◆ **EXERCISE AIM**: From the listing below, copy each line that holds "async".

◆ **RECORDS SUPPLIED**:
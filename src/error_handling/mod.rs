//! Error handling and processing statistics.
//!
//! This module provides:
//! - Error type definitions (initialization, lookup and retry errors)
//! - The failure taxonomy used for per-run counters
//! - Processing statistics tracking
//!
//! Single-item failures are captured in results and counted here; they never
//! abort a batch.

mod stats;
mod types;

// Re-export public API
pub use stats::ProcessingStats;
pub use types::{ErrorType, InitializationError, LookupError, RetryError};

#[cfg(test)]
mod tests {
    use super::*;
    use std::sync::Arc;
    use strum::IntoEnumIterator;

    #[test]
    fn test_processing_stats_initialization() {
        let stats = ProcessingStats::new();
        for error_type in ErrorType::iter() {
            assert_eq!(stats.get_error_count(error_type), 0);
        }
        assert_eq!(stats.total_errors(), 0);
    }

    #[test]
    fn test_processing_stats_increment() {
        let stats = ProcessingStats::new();
        stats.increment_error(ErrorType::Timeout);
        stats.increment_error(ErrorType::Timeout);
        stats.increment_error(ErrorType::LoopDetected);
        assert_eq!(stats.get_error_count(ErrorType::Timeout), 2);
        assert_eq!(stats.get_error_count(ErrorType::LoopDetected), 1);
        assert_eq!(stats.total_errors(), 3);
    }

    #[tokio::test]
    async fn test_processing_stats_concurrent_increments() {
        let stats = Arc::new(ProcessingStats::new());
        let mut handles = Vec::new();
        for _ in 0..10 {
            let stats = Arc::clone(&stats);
            handles.push(tokio::spawn(async move {
                for _ in 0..100 {
                    stats.increment_error(ErrorType::NetworkError);
                }
            }));
        }
        for handle in handles {
            handle.await.unwrap();
        }
        assert_eq!(stats.get_error_count(ErrorType::NetworkError), 1000);
    }
}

◆ **ANSWER SPACE**:
    async fn test_processing_stats_concurrent_increments() {
            handles.push(tokio::spawn(async move {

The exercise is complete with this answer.